WHAT TO DO: All that should be output is the block of lines below from the line with "pub fn try_new(partition: Arc<P>)" to the line with "Ok(Arc::new(LocalMaterializationResult::try_new(partition)?)", both included, exactly as written.

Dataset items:
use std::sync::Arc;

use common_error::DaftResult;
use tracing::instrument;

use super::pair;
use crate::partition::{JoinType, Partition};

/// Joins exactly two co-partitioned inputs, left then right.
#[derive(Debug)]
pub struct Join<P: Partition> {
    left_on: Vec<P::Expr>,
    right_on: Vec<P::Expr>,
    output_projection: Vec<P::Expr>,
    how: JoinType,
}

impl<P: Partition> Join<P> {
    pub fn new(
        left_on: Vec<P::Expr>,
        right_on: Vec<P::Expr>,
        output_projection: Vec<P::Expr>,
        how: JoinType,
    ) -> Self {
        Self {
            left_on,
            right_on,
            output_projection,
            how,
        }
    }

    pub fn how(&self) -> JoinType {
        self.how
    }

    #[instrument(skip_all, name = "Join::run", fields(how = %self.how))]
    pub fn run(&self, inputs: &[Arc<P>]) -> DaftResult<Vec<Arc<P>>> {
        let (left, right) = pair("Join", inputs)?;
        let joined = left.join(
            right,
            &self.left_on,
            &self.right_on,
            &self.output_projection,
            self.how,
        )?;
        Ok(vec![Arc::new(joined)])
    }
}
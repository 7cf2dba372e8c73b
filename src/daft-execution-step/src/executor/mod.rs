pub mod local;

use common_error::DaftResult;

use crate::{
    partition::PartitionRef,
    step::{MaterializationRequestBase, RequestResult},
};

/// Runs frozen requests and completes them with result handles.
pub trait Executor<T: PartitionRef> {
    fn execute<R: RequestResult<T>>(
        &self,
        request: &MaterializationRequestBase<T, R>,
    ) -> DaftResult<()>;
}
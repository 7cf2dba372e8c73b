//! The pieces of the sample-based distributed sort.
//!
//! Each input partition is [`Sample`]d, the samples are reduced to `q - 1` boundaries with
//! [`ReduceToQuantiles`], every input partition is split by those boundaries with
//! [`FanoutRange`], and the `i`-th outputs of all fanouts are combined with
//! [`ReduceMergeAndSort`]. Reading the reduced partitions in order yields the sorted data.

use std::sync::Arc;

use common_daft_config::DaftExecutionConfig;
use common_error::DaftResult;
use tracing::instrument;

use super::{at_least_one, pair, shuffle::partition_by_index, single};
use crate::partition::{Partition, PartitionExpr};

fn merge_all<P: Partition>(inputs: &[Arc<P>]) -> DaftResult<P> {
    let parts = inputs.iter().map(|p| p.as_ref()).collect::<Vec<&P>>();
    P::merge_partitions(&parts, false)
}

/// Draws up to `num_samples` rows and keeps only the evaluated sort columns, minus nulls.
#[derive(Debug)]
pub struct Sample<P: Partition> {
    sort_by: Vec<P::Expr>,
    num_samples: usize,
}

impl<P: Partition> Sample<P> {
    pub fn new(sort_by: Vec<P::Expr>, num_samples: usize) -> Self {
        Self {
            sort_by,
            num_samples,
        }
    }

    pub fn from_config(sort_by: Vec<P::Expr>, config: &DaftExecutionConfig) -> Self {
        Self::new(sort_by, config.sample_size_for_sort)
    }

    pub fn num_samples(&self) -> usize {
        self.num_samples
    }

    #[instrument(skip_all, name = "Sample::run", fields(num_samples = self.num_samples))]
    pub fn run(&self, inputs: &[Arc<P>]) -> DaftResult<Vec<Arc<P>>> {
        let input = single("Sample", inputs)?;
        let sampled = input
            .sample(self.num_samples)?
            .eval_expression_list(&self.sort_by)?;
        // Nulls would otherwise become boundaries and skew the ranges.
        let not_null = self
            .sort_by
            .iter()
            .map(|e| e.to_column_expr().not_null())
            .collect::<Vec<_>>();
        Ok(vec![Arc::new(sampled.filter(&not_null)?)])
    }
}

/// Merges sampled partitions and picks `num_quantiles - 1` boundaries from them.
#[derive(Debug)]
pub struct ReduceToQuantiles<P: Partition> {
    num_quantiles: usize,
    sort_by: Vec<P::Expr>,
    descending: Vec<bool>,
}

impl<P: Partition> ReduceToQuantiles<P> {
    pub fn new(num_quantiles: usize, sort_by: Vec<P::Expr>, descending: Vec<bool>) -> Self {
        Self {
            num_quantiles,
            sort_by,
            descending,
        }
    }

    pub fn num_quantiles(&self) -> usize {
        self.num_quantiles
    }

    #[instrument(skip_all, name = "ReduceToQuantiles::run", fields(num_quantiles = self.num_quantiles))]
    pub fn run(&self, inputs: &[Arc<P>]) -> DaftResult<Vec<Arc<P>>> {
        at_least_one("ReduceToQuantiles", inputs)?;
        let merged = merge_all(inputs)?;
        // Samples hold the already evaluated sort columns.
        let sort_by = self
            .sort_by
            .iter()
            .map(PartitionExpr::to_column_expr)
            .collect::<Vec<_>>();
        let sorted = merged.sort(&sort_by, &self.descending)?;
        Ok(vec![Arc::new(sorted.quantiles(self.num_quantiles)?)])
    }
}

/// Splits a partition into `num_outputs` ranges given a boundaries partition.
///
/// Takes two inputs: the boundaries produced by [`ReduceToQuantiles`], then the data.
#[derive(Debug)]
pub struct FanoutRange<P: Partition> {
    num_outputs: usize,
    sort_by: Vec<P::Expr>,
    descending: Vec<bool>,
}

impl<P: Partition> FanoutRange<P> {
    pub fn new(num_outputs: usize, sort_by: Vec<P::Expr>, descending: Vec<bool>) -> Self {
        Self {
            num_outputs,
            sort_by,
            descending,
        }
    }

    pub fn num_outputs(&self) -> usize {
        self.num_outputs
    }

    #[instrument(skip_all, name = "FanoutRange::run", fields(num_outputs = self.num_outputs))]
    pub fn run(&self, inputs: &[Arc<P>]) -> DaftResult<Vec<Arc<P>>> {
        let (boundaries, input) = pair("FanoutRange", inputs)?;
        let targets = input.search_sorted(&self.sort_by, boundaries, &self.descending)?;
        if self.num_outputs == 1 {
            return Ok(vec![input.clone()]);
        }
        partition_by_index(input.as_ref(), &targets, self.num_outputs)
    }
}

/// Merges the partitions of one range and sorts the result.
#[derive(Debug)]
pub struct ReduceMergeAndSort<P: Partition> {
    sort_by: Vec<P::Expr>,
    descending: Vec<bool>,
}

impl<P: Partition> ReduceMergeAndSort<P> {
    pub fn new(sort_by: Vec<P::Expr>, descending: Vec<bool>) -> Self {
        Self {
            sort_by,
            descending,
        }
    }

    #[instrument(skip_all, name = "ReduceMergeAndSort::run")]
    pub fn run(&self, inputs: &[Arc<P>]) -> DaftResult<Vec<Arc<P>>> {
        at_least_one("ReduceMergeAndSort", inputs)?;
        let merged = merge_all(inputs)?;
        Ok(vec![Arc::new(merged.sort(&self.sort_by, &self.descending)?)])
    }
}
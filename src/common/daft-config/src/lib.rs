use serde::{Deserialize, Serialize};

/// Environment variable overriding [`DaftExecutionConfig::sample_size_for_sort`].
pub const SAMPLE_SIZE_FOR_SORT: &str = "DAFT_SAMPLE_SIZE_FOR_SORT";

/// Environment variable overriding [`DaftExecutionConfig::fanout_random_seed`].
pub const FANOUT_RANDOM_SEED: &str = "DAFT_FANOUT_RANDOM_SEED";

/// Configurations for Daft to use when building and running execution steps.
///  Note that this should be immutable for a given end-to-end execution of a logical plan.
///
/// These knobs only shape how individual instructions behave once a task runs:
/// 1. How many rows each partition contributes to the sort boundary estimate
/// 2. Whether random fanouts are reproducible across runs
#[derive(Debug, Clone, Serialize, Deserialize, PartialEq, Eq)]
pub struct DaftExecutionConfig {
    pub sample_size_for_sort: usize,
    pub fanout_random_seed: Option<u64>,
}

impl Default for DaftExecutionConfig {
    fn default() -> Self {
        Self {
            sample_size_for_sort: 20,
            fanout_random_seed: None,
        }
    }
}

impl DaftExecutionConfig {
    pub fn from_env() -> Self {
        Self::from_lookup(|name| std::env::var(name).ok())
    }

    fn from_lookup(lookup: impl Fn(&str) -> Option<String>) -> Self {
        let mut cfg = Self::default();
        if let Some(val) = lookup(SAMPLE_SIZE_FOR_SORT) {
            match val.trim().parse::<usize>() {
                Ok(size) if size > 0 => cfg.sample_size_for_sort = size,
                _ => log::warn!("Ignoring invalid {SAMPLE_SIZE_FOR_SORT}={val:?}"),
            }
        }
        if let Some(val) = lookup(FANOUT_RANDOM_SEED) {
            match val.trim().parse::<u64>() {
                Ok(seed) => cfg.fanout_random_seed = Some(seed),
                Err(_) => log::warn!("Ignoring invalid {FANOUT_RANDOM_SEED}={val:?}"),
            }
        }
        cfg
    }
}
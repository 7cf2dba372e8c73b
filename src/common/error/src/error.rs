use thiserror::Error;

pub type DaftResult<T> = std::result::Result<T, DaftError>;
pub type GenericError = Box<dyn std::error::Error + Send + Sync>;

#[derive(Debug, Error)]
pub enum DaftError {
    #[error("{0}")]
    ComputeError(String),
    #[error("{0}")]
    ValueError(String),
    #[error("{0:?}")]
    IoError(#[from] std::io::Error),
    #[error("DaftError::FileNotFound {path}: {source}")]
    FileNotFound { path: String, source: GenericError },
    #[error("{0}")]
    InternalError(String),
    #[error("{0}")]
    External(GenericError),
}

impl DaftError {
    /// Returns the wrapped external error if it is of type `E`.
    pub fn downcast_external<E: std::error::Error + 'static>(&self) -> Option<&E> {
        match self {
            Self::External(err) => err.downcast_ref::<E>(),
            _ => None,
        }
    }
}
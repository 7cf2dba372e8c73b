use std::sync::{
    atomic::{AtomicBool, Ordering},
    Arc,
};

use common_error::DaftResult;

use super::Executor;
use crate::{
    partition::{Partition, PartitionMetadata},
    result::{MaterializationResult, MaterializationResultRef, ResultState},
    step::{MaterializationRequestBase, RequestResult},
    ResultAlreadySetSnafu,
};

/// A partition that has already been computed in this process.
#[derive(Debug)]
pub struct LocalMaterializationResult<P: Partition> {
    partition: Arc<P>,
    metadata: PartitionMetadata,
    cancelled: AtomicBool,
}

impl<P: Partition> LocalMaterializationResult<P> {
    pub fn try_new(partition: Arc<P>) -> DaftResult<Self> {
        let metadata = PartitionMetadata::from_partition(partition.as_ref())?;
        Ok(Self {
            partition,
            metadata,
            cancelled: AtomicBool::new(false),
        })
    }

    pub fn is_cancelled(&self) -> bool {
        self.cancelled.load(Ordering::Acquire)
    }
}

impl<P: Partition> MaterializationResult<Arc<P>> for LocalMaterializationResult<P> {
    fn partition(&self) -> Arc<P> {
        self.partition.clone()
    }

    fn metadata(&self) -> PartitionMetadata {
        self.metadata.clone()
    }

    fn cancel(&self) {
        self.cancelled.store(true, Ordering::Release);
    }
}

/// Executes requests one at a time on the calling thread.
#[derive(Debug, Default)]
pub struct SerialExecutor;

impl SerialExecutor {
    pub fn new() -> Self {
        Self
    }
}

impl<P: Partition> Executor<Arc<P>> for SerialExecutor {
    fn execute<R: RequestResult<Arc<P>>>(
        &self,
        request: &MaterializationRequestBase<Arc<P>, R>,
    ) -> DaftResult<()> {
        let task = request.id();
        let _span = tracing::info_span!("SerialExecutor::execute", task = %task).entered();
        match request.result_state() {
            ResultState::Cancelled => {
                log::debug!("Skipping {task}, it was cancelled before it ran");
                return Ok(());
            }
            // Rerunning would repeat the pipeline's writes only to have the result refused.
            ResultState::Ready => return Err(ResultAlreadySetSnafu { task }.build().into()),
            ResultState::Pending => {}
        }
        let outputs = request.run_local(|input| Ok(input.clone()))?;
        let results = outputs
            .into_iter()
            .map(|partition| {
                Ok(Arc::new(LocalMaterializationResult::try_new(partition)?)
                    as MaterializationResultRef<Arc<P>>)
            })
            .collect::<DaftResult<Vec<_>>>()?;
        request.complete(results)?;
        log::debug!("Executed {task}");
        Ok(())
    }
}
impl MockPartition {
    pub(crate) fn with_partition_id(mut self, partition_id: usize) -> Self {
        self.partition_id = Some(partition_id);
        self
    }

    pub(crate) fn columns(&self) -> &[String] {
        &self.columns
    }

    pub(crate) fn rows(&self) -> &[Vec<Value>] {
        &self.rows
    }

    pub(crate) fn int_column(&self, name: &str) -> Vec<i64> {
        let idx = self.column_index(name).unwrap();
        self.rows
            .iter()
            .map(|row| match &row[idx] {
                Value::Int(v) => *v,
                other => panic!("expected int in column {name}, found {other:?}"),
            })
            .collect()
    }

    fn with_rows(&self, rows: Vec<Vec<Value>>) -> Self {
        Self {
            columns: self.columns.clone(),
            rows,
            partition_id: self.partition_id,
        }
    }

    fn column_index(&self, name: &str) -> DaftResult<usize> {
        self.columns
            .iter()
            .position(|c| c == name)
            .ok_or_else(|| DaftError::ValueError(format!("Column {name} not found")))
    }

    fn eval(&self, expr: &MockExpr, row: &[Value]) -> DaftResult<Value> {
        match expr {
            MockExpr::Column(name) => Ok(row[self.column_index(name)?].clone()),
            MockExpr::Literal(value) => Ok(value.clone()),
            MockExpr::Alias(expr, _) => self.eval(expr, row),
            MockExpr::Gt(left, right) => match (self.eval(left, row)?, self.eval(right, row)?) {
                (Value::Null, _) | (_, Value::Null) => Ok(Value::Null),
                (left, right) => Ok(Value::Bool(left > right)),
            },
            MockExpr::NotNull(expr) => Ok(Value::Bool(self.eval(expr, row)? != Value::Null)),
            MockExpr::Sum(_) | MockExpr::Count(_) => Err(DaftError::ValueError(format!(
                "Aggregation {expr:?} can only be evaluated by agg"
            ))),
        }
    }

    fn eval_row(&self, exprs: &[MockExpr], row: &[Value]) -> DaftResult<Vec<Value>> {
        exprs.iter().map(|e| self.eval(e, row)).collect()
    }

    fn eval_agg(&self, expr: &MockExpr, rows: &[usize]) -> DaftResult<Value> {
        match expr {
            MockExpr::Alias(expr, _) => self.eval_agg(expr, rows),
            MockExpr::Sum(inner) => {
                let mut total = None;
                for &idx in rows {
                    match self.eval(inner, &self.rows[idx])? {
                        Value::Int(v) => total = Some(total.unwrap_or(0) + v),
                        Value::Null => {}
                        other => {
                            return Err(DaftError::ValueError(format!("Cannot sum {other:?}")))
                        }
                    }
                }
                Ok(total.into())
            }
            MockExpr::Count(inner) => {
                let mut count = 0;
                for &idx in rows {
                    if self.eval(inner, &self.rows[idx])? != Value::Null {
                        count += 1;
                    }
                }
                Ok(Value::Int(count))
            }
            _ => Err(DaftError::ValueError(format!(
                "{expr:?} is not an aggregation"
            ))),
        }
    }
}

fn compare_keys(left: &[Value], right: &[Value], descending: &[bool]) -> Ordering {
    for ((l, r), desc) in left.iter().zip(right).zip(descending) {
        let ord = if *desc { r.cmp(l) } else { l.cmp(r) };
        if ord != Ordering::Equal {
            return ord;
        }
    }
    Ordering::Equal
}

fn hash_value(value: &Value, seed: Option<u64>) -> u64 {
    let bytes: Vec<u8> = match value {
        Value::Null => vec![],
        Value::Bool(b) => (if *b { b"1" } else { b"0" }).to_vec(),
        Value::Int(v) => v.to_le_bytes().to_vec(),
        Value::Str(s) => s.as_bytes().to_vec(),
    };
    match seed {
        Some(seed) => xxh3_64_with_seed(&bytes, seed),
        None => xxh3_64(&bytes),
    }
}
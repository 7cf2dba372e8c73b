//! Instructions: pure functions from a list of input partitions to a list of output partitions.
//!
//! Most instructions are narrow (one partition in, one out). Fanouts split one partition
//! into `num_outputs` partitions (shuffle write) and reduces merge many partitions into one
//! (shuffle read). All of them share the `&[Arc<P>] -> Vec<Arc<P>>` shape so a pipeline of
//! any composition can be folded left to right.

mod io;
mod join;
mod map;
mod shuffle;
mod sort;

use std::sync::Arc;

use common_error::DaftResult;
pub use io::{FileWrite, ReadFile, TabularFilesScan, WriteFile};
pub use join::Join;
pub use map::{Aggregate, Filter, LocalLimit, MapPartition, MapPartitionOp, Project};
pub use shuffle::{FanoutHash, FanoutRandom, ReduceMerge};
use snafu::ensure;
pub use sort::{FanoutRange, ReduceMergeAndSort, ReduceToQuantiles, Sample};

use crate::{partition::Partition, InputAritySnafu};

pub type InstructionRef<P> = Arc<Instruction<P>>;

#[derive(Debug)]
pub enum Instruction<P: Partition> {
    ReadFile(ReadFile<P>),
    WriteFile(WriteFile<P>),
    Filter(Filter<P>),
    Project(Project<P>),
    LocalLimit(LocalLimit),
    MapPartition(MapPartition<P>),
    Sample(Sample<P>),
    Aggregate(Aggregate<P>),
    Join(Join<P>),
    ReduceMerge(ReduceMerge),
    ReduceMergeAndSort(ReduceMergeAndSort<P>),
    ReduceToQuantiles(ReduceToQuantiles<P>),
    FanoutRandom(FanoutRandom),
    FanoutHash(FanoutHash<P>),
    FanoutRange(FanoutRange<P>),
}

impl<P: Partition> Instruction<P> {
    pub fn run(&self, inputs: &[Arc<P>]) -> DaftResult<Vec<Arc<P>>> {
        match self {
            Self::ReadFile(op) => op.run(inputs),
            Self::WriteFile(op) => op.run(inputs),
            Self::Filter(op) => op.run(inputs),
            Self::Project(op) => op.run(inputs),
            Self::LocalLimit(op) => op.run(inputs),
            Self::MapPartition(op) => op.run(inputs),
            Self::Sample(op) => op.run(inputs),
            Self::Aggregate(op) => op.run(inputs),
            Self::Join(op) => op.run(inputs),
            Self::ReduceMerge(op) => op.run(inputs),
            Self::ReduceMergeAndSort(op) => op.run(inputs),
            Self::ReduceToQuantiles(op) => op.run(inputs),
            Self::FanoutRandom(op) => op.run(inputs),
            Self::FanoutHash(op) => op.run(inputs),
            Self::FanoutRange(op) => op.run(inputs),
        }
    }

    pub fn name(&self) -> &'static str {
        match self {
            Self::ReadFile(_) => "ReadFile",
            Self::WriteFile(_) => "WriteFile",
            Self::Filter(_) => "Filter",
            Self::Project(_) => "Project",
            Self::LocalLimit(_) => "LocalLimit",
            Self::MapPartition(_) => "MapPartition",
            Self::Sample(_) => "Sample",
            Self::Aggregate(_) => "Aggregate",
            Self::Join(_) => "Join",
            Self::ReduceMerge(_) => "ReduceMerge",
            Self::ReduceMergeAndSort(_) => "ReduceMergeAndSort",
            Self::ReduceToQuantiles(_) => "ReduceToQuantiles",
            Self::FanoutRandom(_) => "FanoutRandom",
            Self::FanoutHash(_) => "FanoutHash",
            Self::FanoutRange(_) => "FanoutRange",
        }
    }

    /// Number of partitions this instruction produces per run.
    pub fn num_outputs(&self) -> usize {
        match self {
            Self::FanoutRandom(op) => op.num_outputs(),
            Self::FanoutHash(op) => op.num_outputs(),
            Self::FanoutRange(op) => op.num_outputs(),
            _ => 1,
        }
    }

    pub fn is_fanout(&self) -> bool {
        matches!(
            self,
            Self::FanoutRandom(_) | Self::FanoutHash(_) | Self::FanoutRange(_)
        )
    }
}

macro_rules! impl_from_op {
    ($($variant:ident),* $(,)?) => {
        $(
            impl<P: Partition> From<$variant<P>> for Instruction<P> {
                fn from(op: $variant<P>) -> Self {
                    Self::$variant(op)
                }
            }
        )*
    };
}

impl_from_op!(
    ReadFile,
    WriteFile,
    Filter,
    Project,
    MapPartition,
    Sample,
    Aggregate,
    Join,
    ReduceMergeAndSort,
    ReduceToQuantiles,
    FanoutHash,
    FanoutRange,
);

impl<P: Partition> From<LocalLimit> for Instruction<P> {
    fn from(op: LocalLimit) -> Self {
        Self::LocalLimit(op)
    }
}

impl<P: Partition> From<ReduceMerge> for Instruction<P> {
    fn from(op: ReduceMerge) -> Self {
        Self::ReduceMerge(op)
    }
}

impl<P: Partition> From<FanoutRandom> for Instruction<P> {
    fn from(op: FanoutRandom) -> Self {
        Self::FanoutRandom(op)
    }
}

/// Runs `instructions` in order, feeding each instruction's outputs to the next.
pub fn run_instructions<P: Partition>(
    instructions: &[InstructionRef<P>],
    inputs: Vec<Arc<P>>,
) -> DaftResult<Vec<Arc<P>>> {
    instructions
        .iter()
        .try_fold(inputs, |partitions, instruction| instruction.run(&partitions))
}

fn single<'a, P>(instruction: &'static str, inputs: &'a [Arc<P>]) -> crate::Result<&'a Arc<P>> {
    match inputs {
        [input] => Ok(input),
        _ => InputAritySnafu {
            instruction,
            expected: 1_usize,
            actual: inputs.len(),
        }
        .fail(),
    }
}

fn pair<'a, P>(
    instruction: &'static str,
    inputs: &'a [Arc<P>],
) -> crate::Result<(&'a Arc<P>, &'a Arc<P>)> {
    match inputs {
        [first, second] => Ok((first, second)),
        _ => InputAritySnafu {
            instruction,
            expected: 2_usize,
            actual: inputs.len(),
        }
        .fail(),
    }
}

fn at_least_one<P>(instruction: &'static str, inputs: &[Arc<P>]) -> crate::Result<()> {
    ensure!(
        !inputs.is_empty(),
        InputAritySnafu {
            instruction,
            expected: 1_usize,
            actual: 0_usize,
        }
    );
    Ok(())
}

RESULT:
    pub fn try_new(partition: Arc<P>) -> DaftResult<Self> {
        let metadata = PartitionMetadata::from_partition(partition.as_ref())?;
        Ok(Self {
            partition,
            metadata,
            cancelled: AtomicBool::new(false),
        })
    }

    pub fn is_cancelled(&self) -> bool {
        self.cancelled.load(Ordering::Acquire)
    }
}

impl<P: Partition> MaterializationResult<Arc<P>> for LocalMaterializationResult<P> {
    fn partition(&self) -> Arc<P> {
        self.partition.clone()
    }

    fn metadata(&self) -> PartitionMetadata {
        self.metadata.clone()
    }

    fn cancel(&self) {
        self.cancelled.store(true, Ordering::Release);
    }
}

/// Executes requests one at a time on the calling thread.
#[derive(Debug, Default)]
pub struct SerialExecutor;

impl SerialExecutor {
    pub fn new() -> Self {
        Self
    }
}

impl<P: Partition> Executor<Arc<P>> for SerialExecutor {
    fn execute<R: RequestResult<Arc<P>>>(
        &self,
        request: &MaterializationRequestBase<Arc<P>, R>,
    ) -> DaftResult<()> {
        let task = request.id();
        let _span = tracing::info_span!("SerialExecutor::execute", task = %task).entered();
        match request.result_state() {
            ResultState::Cancelled => {
                log::debug!("Skipping {task}, it was cancelled before it ran");
                return Ok(());
            }
            // Rerunning would repeat the pipeline's writes only to have the result refused.
            ResultState::Ready => return Err(ResultAlreadySetSnafu { task }.build().into()),
            ResultState::Pending => {}
        }
        let outputs = request.run_local(|input| Ok(input.clone()))?;
        let results = outputs
            .into_iter()
            .map(|partition| {
                Ok(Arc::new(LocalMaterializationResult::try_new(partition)?)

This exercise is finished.